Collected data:
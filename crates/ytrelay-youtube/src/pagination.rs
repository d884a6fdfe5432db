//! Cursor-driven page walker.
//!
//! [`walk_pages`] repeatedly asks a page source for the next listing page until
//! the target count is reached or the upstream runs dry. The page source is a
//! plain async closure, so the walker has no idea which endpoint it drives and
//! can be exercised with an in-memory fake.

use std::collections::HashSet;
use std::future::Future;
use std::time::Duration;

use ytrelay_core::ShortPagePolicy;

use crate::error::YoutubeError;

/// Maximum number of listing pages one walk may request before giving up.
/// Guards against an upstream that keeps handing back cursors forever.
pub const MAX_PAGES: usize = 200;

/// Anything with a stable upstream identifier.
pub trait Keyed {
    /// The identifier, or `None` when the upstream record carries none.
    fn key(&self) -> Option<&str>;
}

/// One page of a listing call.
#[derive(Debug, Clone)]
pub struct ListingPage<T> {
    pub items: Vec<T>,
    pub next_cursor: Option<String>,
}

impl<T> ListingPage<T> {
    #[must_use]
    pub fn new(items: Vec<T>, next_cursor: Option<String>) -> Self {
        Self { items, next_cursor }
    }
}

/// Unique identifiers in first-seen order.
#[derive(Debug, Clone, Default, PartialEq, Eq)]
pub struct IdentifierSet {
    order: Vec<String>,
    seen: HashSet<String>,
}

impl IdentifierSet {
    #[must_use]
    pub fn new() -> Self {
        Self::default()
    }

    /// Adds `id`; returns `false` if it was already present.
    pub fn insert(&mut self, id: &str) -> bool {
        if self.seen.contains(id) {
            return false;
        }
        self.seen.insert(id.to_owned());
        self.order.push(id.to_owned());
        true
    }

    #[must_use]
    pub fn contains(&self, id: &str) -> bool {
        self.seen.contains(id)
    }

    #[must_use]
    pub fn len(&self) -> usize {
        self.order.len()
    }

    #[must_use]
    pub fn is_empty(&self) -> bool {
        self.order.is_empty()
    }

    #[must_use]
    pub fn as_slice(&self) -> &[String] {
        &self.order
    }

    pub fn iter(&self) -> impl Iterator<Item = &str> {
        self.order.iter().map(String::as_str)
    }
}

impl<S: AsRef<str>> FromIterator<S> for IdentifierSet {
    fn from_iter<I: IntoIterator<Item = S>>(iter: I) -> Self {
        let mut set = Self::new();
        for id in iter {
            set.insert(id.as_ref());
        }
        set
    }
}

#[derive(Debug, Clone)]
pub struct WalkOptions {
    pub target_count: usize,
    /// Largest page the endpoint will serve (50 for search, 100 for comments).
    pub page_limit: usize,
    pub short_page: ShortPagePolicy,
    pub inter_page_delay: Duration,
    pub max_pages: usize,
}

impl WalkOptions {
    #[must_use]
    pub fn new(target_count: usize, page_limit: usize) -> Self {
        Self {
            target_count,
            page_limit: page_limit.max(1),
            short_page: ShortPagePolicy::default(),
            inter_page_delay: Duration::ZERO,
            max_pages: MAX_PAGES,
        }
    }

    #[must_use]
    pub fn with_short_page_policy(mut self, policy: ShortPagePolicy) -> Self {
        self.short_page = policy;
        self
    }

    #[must_use]
    pub fn with_inter_page_delay(mut self, delay: Duration) -> Self {
        self.inter_page_delay = delay;
        self
    }

    #[must_use]
    pub fn with_max_pages(mut self, max_pages: usize) -> Self {
        self.max_pages = max_pages;
        self
    }
}

#[derive(Debug)]
pub struct WalkOutcome<T> {
    /// At most `target_count` items, in upstream order.
    pub items: Vec<T>,
    /// Keys of `items`, same order.
    pub ids: IdentifierSet,
    pub pages_fetched: usize,
    pub duplicates_skipped: usize,
}

/// Accumulator threaded through the walk loop.
struct PageAccumulator<T> {
    items: Vec<T>,
    ids: IdentifierSet,
    duplicates: usize,
    keyless: usize,
    target: usize,
}

impl<T: Keyed> PageAccumulator<T> {
    fn new(target: usize) -> Self {
        Self {
            items: Vec::with_capacity(target.min(1024)),
            ids: IdentifierSet::new(),
            duplicates: 0,
            keyless: 0,
            target,
        }
    }

    fn is_full(&self) -> bool {
        self.items.len() >= self.target
    }

    fn remaining(&self) -> usize {
        self.target.saturating_sub(self.items.len())
    }

    /// Appends new items until the target is met; anything past it is dropped.
    fn absorb(&mut self, page: Vec<T>) {
        for item in page {
            if self.is_full() {
                break;
            }
            let Some(key) = item.key().filter(|k| !k.is_empty()) else {
                self.keyless += 1;
                continue;
            };
            if self.ids.insert(key) {
                self.items.push(item);
            } else {
                tracing::debug!(id = key, "skipping duplicate identifier");
                self.duplicates += 1;
            }
        }
    }

    fn finish(self, pages_fetched: usize) -> WalkOutcome<T> {
        if self.keyless > 0 {
            tracing::debug!(dropped = self.keyless, "dropped listing items without an id");
        }
        if self.duplicates > 0 {
            tracing::info!(
                duplicates = self.duplicates,
                "upstream returned duplicate identifiers across pages"
            );
        }
        WalkOutcome {
            items: self.items,
            ids: self.ids,
            pages_fetched,
            duplicates_skipped: self.duplicates,
        }
    }
}

/// Walks a cursor-paged listing until `options.target_count` items are held
/// or the upstream is exhausted.
///
/// `fetch_page(cursor, want)` is called with `cursor = None` for the first
/// page and `want = min(page_limit, still needed)`. The walk stops when the
/// target is met, a page comes back empty, the continuation cursor is absent,
/// or (under [`ShortPagePolicy::Stop`]) a page returns fewer items than asked.
///
/// # Errors
///
/// - [`YoutubeError::Listing`] wrapping the page source's error, tagged with
///   the 1-based page number and the cursor used for it.
/// - [`YoutubeError::PaginationLimit`] if more than `options.max_pages` pages
///   would be needed.
pub async fn walk_pages<T, F, Fut>(
    options: &WalkOptions,
    mut fetch_page: F,
) -> Result<WalkOutcome<T>, YoutubeError>
where
    T: Keyed,
    F: FnMut(Option<String>, usize) -> Fut,
    Fut: Future<Output = Result<ListingPage<T>, YoutubeError>>,
{
    let mut acc = PageAccumulator::new(options.target_count);
    let mut cursor: Option<String> = None;
    let mut pages_fetched = 0usize;

    while !acc.is_full() {
        let page = pages_fetched + 1;
        if page > options.max_pages {
            return Err(YoutubeError::PaginationLimit {
                max_pages: options.max_pages,
            });
        }

        if page > 1 && !options.inter_page_delay.is_zero() {
            tokio::time::sleep(options.inter_page_delay).await;
        }

        let want = options.page_limit.min(acc.remaining());
        tracing::debug!(page, want, collected = acc.items.len(), "requesting listing page");

        let ListingPage { items, next_cursor } =
            fetch_page(cursor.clone(), want)
                .await
                .map_err(|e| YoutubeError::Listing {
                    page,
                    cursor: cursor.clone(),
                    source: Box::new(e),
                })?;
        pages_fetched = page;

        let returned = items.len();
        if returned == 0 {
            tracing::debug!(page, "empty listing page, upstream exhausted");
            break;
        }
        acc.absorb(items);

        cursor = next_cursor.filter(|c| !c.is_empty());
        if cursor.is_none() {
            break;
        }
        if returned < want && options.short_page == ShortPagePolicy::Stop {
            tracing::debug!(page, returned, want, "short page, stopping");
            break;
        }
    }

    Ok(acc.finish(pages_fetched))
}

#[cfg(test)]
#[path = "pagination_test.rs"]
mod tests;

* [Problem to solve]: Your answer should be a single number, which is the count of lines in the data above that include the word "keyless".

* [Answer section]: 5